Custom Software Apps & SharePoint Consulting

What Manufacturers Need to Know About Big Data Engineering

Big data has transformed the way modern businesses approach their daily operations — and this holds true for many manufacturing firms, as well. While the Lean methodology (Kaizen, TPM, etc.) and Six Sigma principles have played their part in optimizing efficiency across several manufacturing sectors, many industries (such as energy and construction) still endure extreme variability in production processes. 

The reality is, manufacturing environments yield an overwhelming number of internal challenges, ranging from machine failures to siloed quality control systems. Many manufacturing firms require a highly granular approach to identifying, analyzing, and adjusting fault detection processes. In that vein, big data engineering can provide a workable solution for companies in this predicament.

Big Data vs Data Engineering

It’s important to note that data engineering goes beyond what big data offers a manufacturing firm in its “raw” form. But, what’s the difference between big data and data engineering?

Big data refers, of course, to extremely large data sets that may yield patterns and trends across millions or billions of computational data points. A big data architect will design the technical framework for such a system. However, a data engineer will “build” what the big data solutions architect has already conceptualized.

In short, big data engineers develop, maintain, audit, analyze, and implement big data solutions within organizations. They have experience in working with data storage solutions, and are experts at building and utilizing big data processing systems. Moreover, big data engineers have an in-depth understanding of the design, functionality, and use cases of high-performance algorithms that cover huge data sets. Thus, data engineering is a natural result of the advent of big data; in essence, it’s big data’s logical, practical endpoint.

Use Cases for Data Engineering

Big data engineering has countless possible use cases in the manufacturing industry.

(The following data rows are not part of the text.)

pub mod config;
pub mod inventory;
pub mod tracing;
pub mod util {
    pub mod env;
}

pub use config::InventoryConfig;
pub use inventory::{
    AggregateInventory, AppContextPair, FetchRun, Inventory, InventoryError, InventoryFetcher,
};
use anyhow::{Context, Result};
use url::Url;

use super::error::InventoryError;
use super::model::AppContextPair;

/// Which listing a paginated fetch reads from.
#[derive(Debug, Clone, PartialEq, Eq)]
pub enum InventoryEndpoint {
    /// `/profiles/{user}/inventory/json/{app}/{context}/`
    Profile,
    /// `/trade/{user}/foreigninventory/`, needs a logged-in session id.
    Foreign { session_id: String },
}

/// URL templates rooted at the community site base.
#[derive(Debug, Clone)]
pub struct Endpoints {
    base: Url,
}

impl Endpoints {
    pub fn new(base: &str) -> Result<Self, InventoryError> {
        let trimmed = base.trim();
        let with_slash = if trimmed.ends_with('/') {
            trimmed.to_string()
        } else {
            format!("{trimmed}/")
        };
        let base = Url::parse(&with_slash).map_err(|e| InventoryError::InvalidUrl {
            url: trimmed.to_string(),
            reason: e.to_string(),
        })?;
        if base.cannot_be_a_base() {
            return Err(InventoryError::InvalidUrl {
                url: trimmed.to_string(),
                reason: "not a base url".into(),
            });
        }
        Ok(Self { base })
    }

    fn join(&self, path: &str) -> Result<Url> {
        self.base
            .join(path)
            .with_context(|| format!("cannot join {path} onto {}", self.base))
    }

    pub fn profile_inventory(&self, user_id: u64) -> Result<Url> {
        self.join(&format!("profiles/{user_id}/inventory/"))
    }

    pub fn inventory_page(
        &self,
        endpoint: &InventoryEndpoint,
        user_id: u64,
        pair: AppContextPair,
        start: u32,
    ) -> Result<Url> {
        let mut url = match endpoint {
            InventoryEndpoint::Profile => self.join(&format!(
                "profiles/{user_id}/inventory/json/{}/{}/",
                pair.app_id, pair.context_id
            ))?,
            InventoryEndpoint::Foreign { session_id } => {
                let mut url = self.join(&format!("trade/{user_id}/foreigninventory/"))?;
                url.query_pairs_mut()
                    .append_pair("sessionid", session_id)
                    .append_pair("steamid", &user_id.to_string())
                    .append_pair("appid", &pair.app_id.to_string())
                    .append_pair("contextid", &pair.context_id.to_string());
                url
            }
        };
        url.query_pairs_mut()
            .append_pair("start", &start.to_string());
        Ok(url)
    }
}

For example, data engineers can:

  • Identify bottlenecks in the manufacturing process and recommend potential solutions
  • Design and/or adjust operational workflow to yield increased productivity
  • Analyze big data for manufacturing interdependencies to inform targeted process changes

As an example of data engineering in action, consider the following case study:

Biopharmaceutical production teams must often monitor over 200 variables within the manufacturing workflow to ensure that end products remain completely free of harmful contaminants. The very nature of this production process often leads to high variances in quality from one batch to the next. 

One biopharmaceutical company decided to leverage big data engineering to increase its yield in vaccine production without taking on additional budgetary demands. A project team segmented the company’s entire manufacturing process into granular clusters of correlating production activities. Then, for each cluster, the team compiled a database of highly detailed information about process steps, source materials, and other key factors.

Subsequently, the team of data engineers audited the data set for the most influential interdependent parameters throughout the entire process. They found that nine parameters were most influential, including time to cell inoculation. Armed with this data, they recommended targeted process changes to those nine parameters to increase production efficiency. In the end, the company was able to increase its vaccine yield by over 50% and save over $5 million dollars a year.

Leveraging Big Data Engineering to Increase Manufacturing Productivity

Manufacturing companies that leverage big data solutions will see an increase in productivity, a decrease in downtime, and the generation of larger revenue streams. Of course, such results won’t come about overnight. Developing and implementing advanced analytics platforms takes time and effort. However, with the right partner in hand, manufacturing companies can remain focused on their core competencies. And, they can do so while reaping the benefits of big data engineering.